唐代では函谷関の東に全部で217の州がありました。
第16句…「千村万落生荊杞 」は「何千何万という村は野生の灌木におおわれていた」。国土が荒れ果てていたことを言っています。
第17句…「縦有健婦把鋤犁」
「たとえ働き者の農婦が鋤(すき)や鍬(くわ)を手にしても」。
第18句…「禾生隴畝無東西 」
「田畑の畔(あぜ…田と田を分ける境界)がはっきりしていない」。人手がなくて作物も雑草も伸び放題になっているのです。
第19句…「況復秦兵耐苦戦」
「秦の兵士たちはこの苦しい戦いに耐えられるだろうか」。
第20句…「被駆不異犬与鶏」
「兵隊にとられていく様(さま)は、犬や鶏が人に追われるのと変わりはない」。
第21句…「長者雖有問」
「長者」は「あなたさま」。ここでは杜甫を指します。「あなたさまにあれこれ聞かれましても」。
第22句…「役夫敢申恨 」
「役夫」は「徴兵される者」。「兵に取られる私ごときがどうして恨み言など言えましょうか」。
第24句…「未休関西卒 」
「関西」は「函谷関より西」、つまり「秦の地」を指します。「卒」は「一兵卒」(いっぺいそつ)。「取るに足らない兵隊」のことです。
「未休」は「まだ休みがない」。
「秦の兵隊はまだ休みをもらっていない」。
第25句…「県官急索租」
「索租」は「税の取り立てをする」。
第27句…「信知生男悪」
「信知」は「確かに知っている」。
第31句…「君不見青海頭」
「青海頭」は「青海省青海湖のあたり」。唐と吐蕃との戦争は、常に青海湖あたりで行われていました。
第33句…「新鬼煩冤旧鬼哭」
「煩冤」は「不満や憤懣(ふんまん…我慢できない怒り)」。「鬼」は「亡霊」。
第34句…「天陰雨湿声啾啾」
「啾啾」は甲高い泣き声の擬音語です。日本語では「しゅうしゅう」と読みますが、現代中国語では「ジウジウ」という音です。
『兵車行』の解説
8世紀に書かれた反戦歌といってもいいでしょう。華麗なる盛唐、楊貴妃との悲恋でも知られる玄宗皇帝の時代の詩です。ただし時の皇帝を名指しで批判することはできず、「漢の武帝」と名を変えています。

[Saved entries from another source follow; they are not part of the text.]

//! Error types and retry classification for the market data crate.
//!
//! This module provides:
//! - [`MarketDataError`]: The main error enum for all market data operations
//! - [`RetryClass`]: Classification for determining retry behavior
//! - [`FailureKind`]: The serializable tag of an error, carried in fetch outcomes

mod retry;

pub use retry::RetryClass;

use reqwest::StatusCode;
use serde::{Deserialize, Serialize};
use thiserror::Error;

/// Errors that can occur during market data operations.
///
/// Each variant is classified into a [`RetryClass`] via the [`retry_class`](Self::retry_class)
/// method, which determines whether the resilience wrapper should try again.
#[derive(Error, Debug, Clone, PartialEq, Eq)]
pub enum MarketDataError {
    /// The requested symbol is unknown to the provider (HTTP 404 or equivalent).
    #[error("Symbol not found: {0}")]
    SymbolNotFound(String),

    /// The symbol exists but has no bars in the requested window.
    /// Surfaces as an `Empty` outcome rather than a failure.
    #[error("No data for date range")]
    NoDataForRange,

    /// The provider has no ticker convention for this market.
    #[error("Unsupported market {market} for provider {provider}")]
    UnsupportedMarket { provider: String, market: String },

    /// The provider cannot serve this bar interval.
    #[error("Unsupported interval {interval} for provider {provider}")]
    UnsupportedInterval { provider: String, interval: String },

    /// The provider throttled the request (HTTP 429 or quota text in the body).
    #[error("Rate limited: {provider}")]
    RateLimited { provider: String },

    /// The request to the provider timed out.
    #[error("Timeout: {provider}")]
    Timeout { provider: String },

    /// The connection could not be established or was reset.
    #[error("Connection error: {provider} - {message}")]
    Connection { provider: String, message: String },

    /// The provider answered with a 5xx status.
    #[error("Server error: {provider} - HTTP {status}")]
    ServerError { provider: String, status: u16 },

    /// The provider rejected the request with a 4xx status other than 404/429.
    #[error("Client error: {provider} - HTTP {status}: {message}")]
    ClientError {
        provider: String,
        status: u16,
        message: String,
    },

    /// The body could not be decoded, or every bar in it was invalid.
    #[error("Malformed response: {provider} - {message}")]
    MalformedResponse { provider: String, message: String },

    /// The request itself is invalid (empty symbol set, inverted window).
    /// Structural; never turned into a per-symbol outcome.
    #[error("Invalid request: {0}")]
    InvalidRequest(String),

    /// A symbol could not be constructed.
    #[error("Invalid symbol: {0}")]
    InvalidSymbol(String),
}

/// Serializable tag for [`MarketDataError`] variants.
///
/// Stored in failure causes and the checkpoint's per-symbol error log.
#[derive(Debug, Clone, Copy, PartialEq, Eq, Hash, Serialize, Deserialize)]
#[serde(rename_all = "SCREAMING_SNAKE_CASE")]
pub enum FailureKind {
    SymbolNotFound,
    NoData,
    UnsupportedMarket,
    UnsupportedInterval,
    RateLimited,
    Timeout,
    Connection,
    ServerError,
    ClientError,
    MalformedResponse,
    InvalidRequest,
}

impl FailureKind {
    pub fn retry_class(self) -> RetryClass {
        match self {
            Self::RateLimited | Self::Timeout | Self::Connection | Self::ServerError => {
                RetryClass::Transient
            }
            _ => RetryClass::Permanent,
        }
    }

    /// Whether this kind means the provider is throttling us.
    pub fn is_throttling(self) -> bool {
        matches!(self, Self::RateLimited)
    }
}

impl MarketDataError {
    /// Returns the retry classification for this error.
    ///
    /// ```
    /// use boursomatic_market_data::errors::{MarketDataError, RetryClass};
    ///
    /// let error = MarketDataError::RateLimited { provider: "YAHOO".to_string() };
    /// assert_eq!(error.retry_class(), RetryClass::Transient);
    ///
    /// let error = MarketDataError::SymbolNotFound("INVALID".to_string());
    /// assert_eq!(error.retry_class(), RetryClass::Permanent);
    /// ```
    pub fn retry_class(&self) -> RetryClass {
        self.kind().retry_class()
    }

    /// True when the provider reported "no data in range" rather than a failure.
    pub fn is_empty_result(&self) -> bool {
        matches!(self, Self::NoDataForRange)
    }

    pub fn kind(&self) -> FailureKind {
        match self {
            Self::SymbolNotFound(_) | Self::InvalidSymbol(_) => FailureKind::SymbolNotFound,
            Self::NoDataForRange => FailureKind::NoData,
            Self::UnsupportedMarket { .. } => FailureKind::UnsupportedMarket,
            Self::UnsupportedInterval { .. } => FailureKind::UnsupportedInterval,
            Self::RateLimited { .. } => FailureKind::RateLimited,
            Self::Timeout { .. } => FailureKind::Timeout,
            Self::Connection { .. } => FailureKind::Connection,
            Self::ServerError { .. } => FailureKind::ServerError,
            Self::ClientError { .. } => FailureKind::ClientError,
            Self::MalformedResponse { .. } => FailureKind::MalformedResponse,
            Self::InvalidRequest(_) => FailureKind::InvalidRequest,
        }
    }

    /// Map a transport-level `reqwest` failure.
    pub fn from_transport(provider: &str, err: &reqwest::Error) -> Self {
        if err.is_timeout() {
            Self::Timeout {
                provider: provider.to_string(),
            }
        } else if err.is_decode() {
            Self::MalformedResponse {
                provider: provider.to_string(),
                message: err.to_string(),
            }
        } else if let Some(status) = err.status() {
            Self::from_status(provider, status, &err.to_string())
        } else {
            Self::Connection {
                provider: provider.to_string(),
                message: err.to_string(),
            }
        }
    }

    /// Map a non-success HTTP status. `symbol` is used for 404s.
    pub fn from_status(provider: &str, status: StatusCode, symbol: &str) -> Self {
        match status.as_u16() {
            429 => Self::RateLimited {
                provider: provider.to_string(),
            },
            404 => Self::SymbolNotFound(symbol.to_string()),
            408 => Self::Timeout {
                provider: provider.to_string(),
            },
            code if status.is_server_error() => Self::ServerError {
                provider: provider.to_string(),
                status: code,
            },
            code => Self::ClientError {
                provider: provider.to_string(),
                status: code,
                message: status
                    .canonical_reason()
                    .unwrap_or("unexpected status")
                    .to_string(),
            },
        }
    }
}

/// Returns true when a response body reads like a quota/throttling notice.
///
/// Some providers answer 200 with a plain-text notice instead of a 429.
pub fn is_quota_notice(body: &str) -> bool {
    let lower = body.to_ascii_lowercase();
    lower.contains("too many requests")
        || lower.contains("rate limit")
        || lower.contains("exceeded the daily hits limit")
        || lower.contains("quota")
}
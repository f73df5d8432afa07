//! Bar persistence boundary.

mod dry_run;
mod store;

pub use dry_run::DryRunBarStore;
pub use store::{BarStore, UpsertSummary};
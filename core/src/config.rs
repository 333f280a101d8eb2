use serde::{Deserialize, Serialize};
use std::path::PathBuf;

/// Everything the engine needs to know about one backup root. Constructed
/// once by the caller and handed to `BackupManager`; there is no ambient
/// global configuration.
#[derive(Debug, Clone, Serialize, Deserialize)]
pub struct EngineConfig {
    /// The live save directory that gets backed up and restored over.
    pub source_path: PathBuf,
    /// Root holding the content store, the ledger and snapshot directories.
    pub backup_root: PathBuf,
    /// Content-addressed dedup snapshots when true, full copies when false.
    pub dedup_enabled: bool,
    /// Run the load-game hook after a restore completes.
    pub auto_load_after_restore: bool,
    /// Run the exit-game hook before a backup (and load-game after).
    pub auto_save_before_backup: bool,
}

impl EngineConfig {
    pub fn new(source_path: PathBuf, backup_root: PathBuf) -> Self {
        Self {
            source_path,
            backup_root,
            dedup_enabled: true,
            auto_load_after_restore: false,
            auto_save_before_backup: false,
        }
    }

    pub fn ledger_path(&self) -> PathBuf {
        self.backup_root.join("backups.json")
    }

    pub fn repository_path(&self) -> PathBuf {
        self.backup_root.join("repository")
    }
}
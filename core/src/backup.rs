use crate::catalog::Snapshot;
use crate::store::ContentStore;
use crate::types::{FileRecord, SnapshotKind, dir_timestamp, sanitize_name};
use crate::{Error, Result};
use std::path::{Path, PathBuf};
use std::time::{SystemTime, UNIX_EPOCH};
use tokio::fs;
use tracing::{debug, info};
use walkdir::WalkDir;

const DEFAULT_NAME: &str = "Unnamed backup";

/// Walks a source tree and turns it into a snapshot: either per-file
/// records backed by the content store (dedup) or a full byte-for-byte
/// copy (legacy). The catalog entry is returned to the caller; persisting
/// it is the caller's job so that a snapshot only appears in the ledger
/// after its data is fully on disk.
pub struct SnapshotBuilder<'a> {
    store: &'a ContentStore,
    backup_root: &'a Path,
}

impl<'a> SnapshotBuilder<'a> {
    pub fn new(store: &'a ContentStore, backup_root: &'a Path) -> Self {
        Self { store, backup_root }
    }

    pub async fn create(&self, source: &Path, name: &str, dedup: bool) -> Result<Snapshot> {
        let name = name.trim();
        let name = if name.is_empty() { DEFAULT_NAME } else { name };

        let dir_name = format!("{}_{}", sanitize_name(name), dir_timestamp());
        self.build(source, name, self.backup_root.join(dir_name), dedup)
            .await
    }

    /// Same algorithm as `create` with an auto-generated name, for
    /// hotkey-style invocation without user-entered text.
    pub async fn quick_create(&self, source: &Path, dedup: bool) -> Result<Snapshot> {
        let timestamp = dir_timestamp();
        let name = format!("Quick backup {timestamp}");
        self.build(
            source,
            &name,
            self.backup_root.join(format!("quick_{timestamp}")),
            dedup,
        )
        .await
    }

    async fn build(
        &self,
        source: &Path,
        name: &str,
        storage_path: PathBuf,
        dedup: bool,
    ) -> Result<Snapshot> {
        if !fs::try_exists(source).await? {
            return Err(Error::SourceMissing {
                path: source.display().to_string(),
            });
        }

        let snapshot = if dedup {
            let records = self.collect_records(source).await?;
            let metadata_dir = storage_path.join("metadata");
            fs::create_dir_all(&metadata_dir).await?;
            let data = serde_json::to_vec_pretty(&records)?;
            fs::write(metadata_dir.join("files.json"), data).await?;

            info!(name, files = records.len(), "created dedup snapshot");
            Snapshot::new(name, storage_path, SnapshotKind::Dedup)
        } else {
            let data_dir = storage_path.join("data");
            let copied = copy_tree(source, &data_dir).await?;

            info!(name, files = copied, "created legacy snapshot");
            Snapshot::new(name, storage_path, SnapshotKind::Legacy)
        };

        Ok(snapshot)
    }

    /// Hashes and stores every file under `source`. An empty tree yields an
    /// empty record list, which is a valid backup.
    async fn collect_records(&self, source: &Path) -> Result<Vec<FileRecord>> {
        let mut records = Vec::new();

        for entry in WalkDir::new(source).follow_links(false) {
            let entry = entry.map_err(std::io::Error::from)?;
            if !entry.file_type().is_file() {
                continue;
            }

            let relative = entry
                .path()
                .strip_prefix(source)
                .map_err(|e| Error::Other(format!("path outside source tree: {e}")))?;

            let data = fs::read(entry.path()).await?;
            let hash = self.store.put(&data).await?;

            let metadata = entry.metadata().map_err(std::io::Error::from)?;
            let mtime = metadata
                .modified()?
                .duration_since(UNIX_EPOCH)
                .map(|d| d.as_secs_f64())
                .unwrap_or(0.0);

            debug!(path = %relative.display(), hash = %hash, "recorded file");
            records.push(FileRecord {
                path: relative.to_string_lossy().into_owned(),
                hash,
                size: data.len() as u64,
                mtime,
            });
        }

        Ok(records)
    }
}

/// Copies a directory tree byte for byte, preserving file modification
/// times. Returns the number of files copied.
pub(crate) async fn copy_tree(source: &Path, target: &Path) -> Result<usize> {
    fs::create_dir_all(target).await?;
    let mut copied = 0;

    for entry in WalkDir::new(source).follow_links(false) {
        let entry = entry.map_err(std::io::Error::from)?;
        let relative = entry
            .path()
            .strip_prefix(source)
            .map_err(|e| Error::Other(format!("path outside source tree: {e}")))?;
        if relative.as_os_str().is_empty() {
            continue;
        }

        let dest = target.join(relative);
        if entry.file_type().is_dir() {
            fs::create_dir_all(&dest).await?;
        } else if entry.file_type().is_file() {
            if let Some(parent) = dest.parent() {
                fs::create_dir_all(parent).await?;
            }
            fs::copy(entry.path(), &dest).await?;

            let metadata = entry.metadata().map_err(std::io::Error::from)?;
            if let Ok(modified) = metadata.modified() {
                set_file_mtime(&dest, modified)?;
            }
            copied += 1;
        }
    }

    Ok(copied)
}

pub(crate) fn set_file_mtime(path: &Path, mtime: SystemTime) -> std::io::Result<()> {
    let file = std::fs::OpenOptions::new().write(true).open(path)?;
    file.set_modified(mtime)
}

#[cfg(test)]
mod tests {
    use super::*;

    async fn write_source(root: &Path) {
        fs::create_dir_all(root.join("b")).await.unwrap();
        fs::write(root.join("a.txt"), b"hello").await.unwrap();
        fs::write(root.join("b").join("c.txt"), b"world").await.unwrap();
    }

    #[tokio::test]
    async fn dedup_create_records_every_file_once() {
        let dir = tempfile::tempdir().unwrap();
        let source = dir.path().join("source");
        write_source(&source).await;

        let store = ContentStore::new(dir.path().join("repository"));
        store.init().await.unwrap();
        let builder = SnapshotBuilder::new(&store, dir.path());

        let snapshot = builder.create(&source, "first", true).await.unwrap();
        assert_eq!(snapshot.kind, SnapshotKind::Dedup);
        assert_eq!(snapshot.name, "first");

        let records = snapshot.load_records().await.unwrap();
        assert_eq!(records.len(), 2);
        assert_eq!(store.usage().await.unwrap().entries, 2);
    }

    #[tokio::test]
    async fn identical_contents_grow_the_store_by_distinct_hashes_only() {
        let dir = tempfile::tempdir().unwrap();
        let source = dir.path().join("source");
        write_source(&source).await;

        let store = ContentStore::new(dir.path().join("repository"));
        store.init().await.unwrap();
        let builder = SnapshotBuilder::new(&store, dir.path());

        builder.create(&source, "first", true).await.unwrap();
        builder.create(&source, "second", true).await.unwrap();
        assert_eq!(store.usage().await.unwrap().entries, 2);

        // Changing one file introduces exactly one new entry; the other
        // entry keeps being shared.
        fs::write(source.join("a.txt"), b"hello2").await.unwrap();
        builder.quick_create(&source, true).await.unwrap();
        assert_eq!(store.usage().await.unwrap().entries, 3);
    }

    #[tokio::test]
    async fn empty_source_is_a_valid_backup() {
        let dir = tempfile::tempdir().unwrap();
        let source = dir.path().join("source");
        fs::create_dir_all(&source).await.unwrap();

        let store = ContentStore::new(dir.path().join("repository"));
        store.init().await.unwrap();
        let builder = SnapshotBuilder::new(&store, dir.path());

        let snapshot = builder.create(&source, "empty", true).await.unwrap();
        assert!(snapshot.load_records().await.unwrap().is_empty());
    }

    #[tokio::test]
    async fn missing_source_fails_before_writing_anything() {
        let dir = tempfile::tempdir().unwrap();
        let store = ContentStore::new(dir.path().join("repository"));
        store.init().await.unwrap();
        let builder = SnapshotBuilder::new(&store, dir.path());

        let result = builder
            .create(&dir.path().join("nope"), "doomed", true)
            .await;
        assert!(matches!(result, Err(Error::SourceMissing { .. })));
        assert_eq!(store.usage().await.unwrap().entries, 0);
    }

    #[tokio::test]
    async fn legacy_create_copies_the_whole_tree() {
        let dir = tempfile::tempdir().unwrap();
        let source = dir.path().join("source");
        write_source(&source).await;

        let store = ContentStore::new(dir.path().join("repository"));
        store.init().await.unwrap();
        let builder = SnapshotBuilder::new(&store, dir.path());

        let snapshot = builder.create(&source, "old style", false).await.unwrap();
        assert_eq!(snapshot.kind, SnapshotKind::Legacy);

        let copied = fs::read(snapshot.data_dir().join("b").join("c.txt"))
            .await
            .unwrap();
        assert_eq!(copied, b"world");
        // Legacy mode never touches the content store.
        assert_eq!(store.usage().await.unwrap().entries, 0);
    }

    #[tokio::test]
    async fn snapshot_directory_name_is_sanitized_and_timestamped() {
        let dir = tempfile::tempdir().unwrap();
        let source = dir.path().join("source");
        write_source(&source).await;

        let store = ContentStore::new(dir.path().join("repository"));
        store.init().await.unwrap();
        let builder = SnapshotBuilder::new(&store, dir.path());

        let snapshot = builder.create(&source, "boss: one/two?", true).await.unwrap();
        let dir_name = snapshot
            .storage_path
            .file_name()
            .unwrap()
            .to_string_lossy()
            .into_owned();
        assert!(dir_name.starts_with("boss onetwo_"));
        assert!(!dir_name.contains(':'));
        assert!(!dir_name.contains('/'));
    }
}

15歳の少年が召集されそのまま兵役について25年、40歳になると今度は西域に屯田兵として送られる。そのさまはまるで犬や鶏のようだというのです。
土ぼこりを揚(あ)げて行進する兵士。そこに夫や息子を見つけて、衣を引っ張り声を挙げて泣く家族。
ここで「妻子」とあるのを「妻と子」と取る説と、「妻」と取る説があります。
現代中国語でも「妻子」には「妻と子」、「妻」の二つの意味があります。
昔の中国語で「子」は一般に「息子」を指し、娘は「女」と書かれます。日本語でも「子供」の意味で「子女」と言いますね。「子女」すなわち「息子と娘」です。
詩の中の「妻子」は「妻」なのか「妻と息子」なのか。どちらで訳すかで、この時代の人がこの詩を読む気持ちは少し変わってきます。
残される「妻子」が「妻と息子」ならともかく、「妻」だけとなると出征していく夫が戦死すれば、その家は断絶してしまうかもしれません。後に残される家族の悲嘆は深かったことでしょう。墓守のいない家の死者は亡霊になって彷徨(さまよ)うという言い伝えが信じられていた時代です。
この時代の唐王朝は当時の玄宗皇帝が周辺諸国への征服戦争を好み、特に西南の少数民族国家である吐蕃(とばん…当時チベットにあった王国)に対してしばしば出兵しています。
それにしても、漢詩といえば優雅な美の世界と思い込んでいるとびっくりです。戦場の悲惨がこんなにもリアルに詩で語れるのですね。そして21世紀になっても絶えることのない戦場の様子や家族の嘆きは、今から1200年以上前の8世紀とあまり変わらないのだなあという感慨に至ります。
詩の最後の「啾啾(しゅうしゅう)」という亡霊たちの慟哭の声も忘れられない響きです。
『兵車行』の形式・技法
楽府の音曲に合わせて書かれた作品です。
『兵車行』が詠まれた時代
唐詩が書かれた時代は、しばしば初唐(618~709)・盛唐(710~765)・中唐(766~835)・晩唐(836~907)に分けて説明します。時代の変化を表わすとともに、詩の持ち味の変化も表します。
『兵車行』が詠まれたのは盛唐の頃です。
『兵車行』の作者「杜甫」について
杜甫(とほ…712~770)、字は子美。地方役人の家に生まれました。三十過ぎてから長安で官職を求めますが得られず、玄宗皇帝に直接「賦」を上奏して役人になりました。その後、安史の乱が起こり、杜甫は乱収拾後の新しい政権に入ることはできませんでした。
759年に役人をやめ、家族を引き連れ転々と住まいを換えて放浪の生活を続けます。成都郊外に移ってからは、節度使であった厳武の庇護を受け役人の仕事にも就きますが、厳武の死後は成都を離れ、家族を引き連れて船で長江を下りその船の中で亡くなったといわれます。
この短い杜甫伝だけでも不遇の人生だったことが伝わります。悪戦苦闘の人生だったことでしょう。その中で誠実に生きた人だったであろうこともまた伝わってきます。だからこそ今も人の胸を打つのかもしれません。
当時を生きた人々の暮らしをリアルに描いた杜甫の詩は「詩史」(詩でつづる歴史)とも呼ばれています。